● **What to work on**
Work out how many lines below contain the word "struct", then give that number alone.

(Beginning of Data for the task)

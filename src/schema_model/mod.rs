//! Schema Model: the static registry of entities, relationships, interfaces,
//! unions and edge-property-types every compiler stage reads from.

pub mod config;
pub mod errors;
pub mod schema;
pub mod types;

pub use errors::SchemaError;
pub use schema::{
    CustomField, CustomTarget, DeclaredRelationship, EdgePropertyType, Entity, FieldContainer,
    Interface, RelationshipField, RootFieldKind, ScalarField, SchemaModel, Union,
};
pub use types::{Cardinality, Direction, PaginationLimits, QueryDirection, ScalarKind, TypeRef};
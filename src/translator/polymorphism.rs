//! Concrete-branch expansion for interface and union typed fields.
//!
//! A polymorphic field compiles once per concrete entity it may resolve to.
//! Each branch carries the entity, and when the field is a relationship,
//! the edge label and edge-property-type that entity supplies.

use super::errors::TranslatorError;
use crate::cypher::ast::Expr;
use crate::result_shaper::TypeResolution;
use crate::schema_model::{EdgePropertyType, Entity, RelationshipField, SchemaModel, TypeRef};

/// One concrete resolution of a (possibly polymorphic) relationship.
#[derive(Debug, Clone, Copy)]
pub struct ConcreteBranch<'s> {
    pub entity: &'s Entity,
    pub relationship: &'s RelationshipField,
    pub properties: Option<&'s EdgePropertyType>,
}

/// A relationship resolved against the schema: its edge-property-type and
/// every entity its target can resolve to, in definition order.
#[derive(Debug, Clone)]
pub struct Expansion<'s> {
    pub relationship: &'s RelationshipField,
    pub properties: Option<&'s EdgePropertyType>,
    pub candidates: Vec<&'s Entity>,
}

impl<'s> Expansion<'s> {
    pub fn is_polymorphic(&self) -> bool {
        self.candidates.len() > 1
    }

    pub fn branches(&self) -> impl Iterator<Item = ConcreteBranch<'s>> + '_ {
        self.candidates.iter().map(move |&entity| ConcreteBranch {
            entity,
            relationship: self.relationship,
            properties: self.properties,
        })
    }
}

/// Expand a relationship (as declared by the entity it was selected on)
/// into its concrete branches.
pub fn expand<'s>(
    schema: &'s SchemaModel,
    relationship: &'s RelationshipField,
) -> Result<Expansion<'s>, TranslatorError> {
    let properties = match &relationship.properties {
        Some(name) => Some(schema.edge_properties(name)?),
        None => None,
    };
    Ok(Expansion {
        relationship,
        properties,
        candidates: schema.concrete_entities(&relationship.target)?,
    })
}

/// How the shaper names the runtime type of nodes of `target`.
pub fn type_resolution(target: &TypeRef, candidates: &[&Entity]) -> TypeResolution {
    match candidates {
        [only] => TypeResolution::Static(only.name.clone()),
        _ => TypeResolution::Labels {
            type_name: target.name().to_string(),
            candidates: candidates
                .iter()
                .map(|e| (e.name.clone(), e.labels.clone()))
                .collect(),
        },
    }
}

/// `labels(var)`, projected for label-based type resolution.
pub fn labels_of(var: &str) -> Expr {
    Expr::call("labels", vec![Expr::var(var)])
}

(End of Data for the task)

● **Task output**
2